BRIEF: Read the records below and report each line in which "terminal" occurs.

Dataset entries

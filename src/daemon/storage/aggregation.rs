//! Read side of the store: per-day statistics built with SQL aggregates.

use chrono::NaiveDate;
use duckdb::{params, params_from_iter};
use serde::Serialize;

use crate::utils::time::date_to_string;

use super::{
    error::{StoreError, StoreResult},
    event_store::{parse_date, Access, EventStore},
};

pub const DEFAULT_OVERVIEW_LIMIT: u32 = 30;

#[derive(Debug, Clone, PartialEq, Eq, Serialize)]
pub struct AppUsage {
    pub app_name: String,
    pub event_count: u64,
}

#[derive(Debug, Clone, PartialEq, Eq, Serialize)]
pub struct DailySummary {
    pub logical_date: NaiveDate,
    pub total_keys: u64,
    pub key_events: u64,
    /// Sorted by `event_count`, most used first.
    pub app_usage: Vec<AppUsage>,
}

#[derive(Debug, Clone, PartialEq, Eq, Serialize)]
pub struct DayOverview {
    pub logical_date: NaiveDate,
    pub total_keys: u64,
    pub unique_apps: u64,
}

/// Optional inclusive date range for [EventStore::overview].
#[derive(Debug, Clone, Copy, PartialEq, Eq)]
pub struct OverviewQuery {
    pub from: Option<NaiveDate>,
    pub to: Option<NaiveDate>,
    pub limit: u32,
}

impl Default for OverviewQuery {
    fn default() -> Self {
        Self {
            from: None,
            to: None,
            limit: DEFAULT_OVERVIEW_LIMIT,
        }
    }
}

impl EventStore {
    /// Keystroke totals and app ranking for one logical day. Days without data produce zeros.
    pub fn daily_summary(&self, logical_date: NaiveDate) -> StoreResult<DailySummary> {
        let date = date_to_string(logical_date);
        let conn = self.connect(Access::ReadOnly)?;

        let (total_keys, key_events) = conn.query_row(
            r#"
            SELECT CAST(COALESCE(SUM(key_count), 0) AS BIGINT), COUNT(*)
            FROM key_events
            WHERE logical_date = CAST(? AS DATE)
            "#,
            params![date],
            |row| Ok((row.get::<_, i64>(0)?, row.get::<_, i64>(1)?)),
        )?;

        let mut stmt = conn.prepare(
            r#"
            SELECT app_name, COUNT(*) AS event_count
            FROM window_events
            WHERE logical_date = CAST(? AS DATE)
            GROUP BY app_name
            ORDER BY event_count DESC, app_name ASC
            "#,
        )?;
        let app_usage = stmt
            .query_map(params![date], |row| {
                Ok((row.get::<_, String>(0)?, row.get::<_, i64>(1)?))
            })?
            .collect::<Result<Vec<_>, _>>()?
            .into_iter()
            .map(|(app_name, event_count)| {
                Ok(AppUsage {
                    app_name,
                    event_count: to_count("event_count", event_count)?,
                })
            })
            .collect::<StoreResult<Vec<_>>>()?;

        Ok(DailySummary {
            logical_date,
            total_keys: to_count("total_keys", total_keys)?,
            key_events: to_count("key_events", key_events)?,
            app_usage,
        })
    }

    /// One row per day that has window events, newest first, at most `query.limit` rows.
    pub fn overview(&self, query: OverviewQuery) -> StoreResult<Vec<DayOverview>> {
        let mut conditions = Vec::new();
        let mut bounds = Vec::new();
        if let Some(from) = query.from {
            conditions.push("w.logical_date >= CAST(? AS DATE)");
            bounds.push(date_to_string(from));
        }
        if let Some(to) = query.to {
            conditions.push("w.logical_date <= CAST(? AS DATE)");
            bounds.push(date_to_string(to));
        }
        let filter = if conditions.is_empty() {
            String::new()
        } else {
            format!("WHERE {}", conditions.join(" AND "))
        };

        let sql = format!(
            r#"
            SELECT
                CAST(w.logical_date AS VARCHAR),
                CAST(COALESCE(k.total_keys, 0) AS BIGINT),
                COUNT(DISTINCT w.app_name)
            FROM window_events w
            LEFT JOIN (
                SELECT logical_date, SUM(key_count) AS total_keys
                FROM key_events
                GROUP BY logical_date
            ) k ON k.logical_date = w.logical_date
            {filter}
            GROUP BY w.logical_date, k.total_keys
            ORDER BY w.logical_date DESC
            LIMIT {}
            "#,
            query.limit
        );

        let conn = self.connect(Access::ReadOnly)?;
        let mut stmt = conn.prepare(&sql)?;
        let rows = stmt
            .query_map(params_from_iter(bounds.iter()), |row| {
                Ok((
                    row.get::<_, String>(0)?,
                    row.get::<_, i64>(1)?,
                    row.get::<_, i64>(2)?,
                ))
            })?
            .collect::<Result<Vec<_>, _>>()?;

        rows.into_iter()
            .map(|(date, total_keys, unique_apps)| {
                Ok(DayOverview {
                    logical_date: parse_date(&date)?,
                    total_keys: to_count("total_keys", total_keys)?,
                    unique_apps: to_count("unique_apps", unique_apps)?,
                })
            })
            .collect()
    }
}

fn to_count(column: &'static str, value: i64) -> StoreResult<u64> {
    u64::try_from(value).map_err(|_| StoreError::InvalidValue {
        column,
        value: value.to_string(),
    })
}

#[cfg(test)]
mod tests {
    use anyhow::Result;
    use chrono::Days;

    use crate::daemon::storage::event_store::tests::{at, test_store, TEST_DATE};

    use super::{AppUsage, OverviewQuery};

    #[test]
    fn summary_of_empty_day_is_zero() -> Result<()> {
        let (_dir, store) = test_store()?;
        let summary = store.daily_summary(TEST_DATE)?;
        assert_eq!(summary.logical_date, TEST_DATE);
        assert_eq!(summary.total_keys, 0);
        assert_eq!(summary.key_events, 0);
        assert!(summary.app_usage.is_empty());
        Ok(())
    }

    #[test]
    fn summary_ranks_apps_by_event_count() -> Result<()> {
        let (_dir, store) = test_store()?;
        store.upsert_window_event(at(0), "editor", TEST_DATE, None, None)?;
        store.upsert_window_event(at(1), "browser", TEST_DATE, None, None)?;
        store.upsert_window_event(at(2), "editor", TEST_DATE, None, None)?;
        store.upsert_window_event(at(3), "terminal", TEST_DATE, None, None)?;
        store.upsert_window_event(at(4), "editor", TEST_DATE, None, None)?;
        store.upsert_window_event(at(5), "terminal", TEST_DATE, None, None)?;
        store.upsert_window_event(at(6), "other day", TEST_DATE.succ_opt().unwrap(), None, None)?;
        store.upsert_key_event(at(0), 10, TEST_DATE)?;
        store.upsert_key_event(at(1), 15, TEST_DATE)?;
        store.upsert_key_event(at(1), 5, TEST_DATE)?;

        let summary = store.daily_summary(TEST_DATE)?;
        assert_eq!(summary.total_keys, 30);
        assert_eq!(summary.key_events, 2);
        assert_eq!(
            summary.app_usage,
            vec![
                AppUsage {
                    app_name: "editor".into(),
                    event_count: 3
                },
                AppUsage {
                    app_name: "terminal".into(),
                    event_count: 2
                },
                AppUsage {
                    app_name: "browser".into(),
                    event_count: 1
                },
            ]
        );
        Ok(())
    }

    #[test]
    fn overview_is_descending_and_limited() -> Result<()> {
        let (_dir, store) = test_store()?;
        for day in 0..5u64 {
            let date = TEST_DATE.checked_add_days(Days::new(day)).unwrap();
            let base = day as i64 * 1000;
            store.upsert_window_event(at(base), "a", date, None, None)?;
            store.upsert_window_event(at(base + 1), "b", date, None, None)?;
            store.upsert_window_event(at(base + 2), "a", date, None, None)?;
            store.upsert_key_event(at(base), 7, date)?;
            store.upsert_key_event(at(base + 1), 3, date)?;
        }

        let overview = store.overview(OverviewQuery {
            limit: 3,
            ..Default::default()
        })?;
        assert_eq!(overview.len(), 3);
        assert!(overview
            .windows(2)
            .all(|w| w[0].logical_date > w[1].logical_date));
        assert_eq!(
            overview[0].logical_date,
            TEST_DATE.checked_add_days(Days::new(4)).unwrap()
        );
        assert!(overview.iter().all(|v| v.total_keys == 10 && v.unique_apps == 2));
        Ok(())
    }

    #[test]
    fn overview_reports_zero_keys_for_days_without_key_events() -> Result<()> {
        let (_dir, store) = test_store()?;
        store.upsert_window_event(at(0), "a", TEST_DATE, None, None)?;

        let overview = store.overview(OverviewQuery::default())?;
        assert_eq!(overview.len(), 1);
        assert_eq!(overview[0].total_keys, 0);
        assert_eq!(overview[0].unique_apps, 1);
        Ok(())
    }

    #[test]
    fn overview_filters_by_range() -> Result<()> {
        let (_dir, store) = test_store()?;
        let dates = (0..6u64)
            .map(|d| TEST_DATE.checked_add_days(Days::new(d)).unwrap())
            .collect::<Vec<_>>();
        for (i, date) in dates.iter().enumerate() {
            store.upsert_window_event(at(i as i64), "a", *date, None, None)?;
        }

        let overview = store.overview(OverviewQuery {
            from: Some(dates[1]),
            to: Some(dates[3]),
            ..Default::default()
        })?;
        assert_eq!(
            overview.iter().map(|v| v.logical_date).collect::<Vec<_>>(),
            vec![dates[3], dates[2], dates[1]]
        );

        let only_from = store.overview(OverviewQuery {
            from: Some(dates[4]),
            ..Default::default()
        })?;
        assert_eq!(only_from.len(), 2);
        Ok(())
    }
}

TASK SOLUTION:
        store.upsert_window_event(at(3), "terminal", TEST_DATE, None, None)?;
        store.upsert_window_event(at(5), "terminal", TEST_DATE, None, None)?;
                    app_name: "terminal".into(),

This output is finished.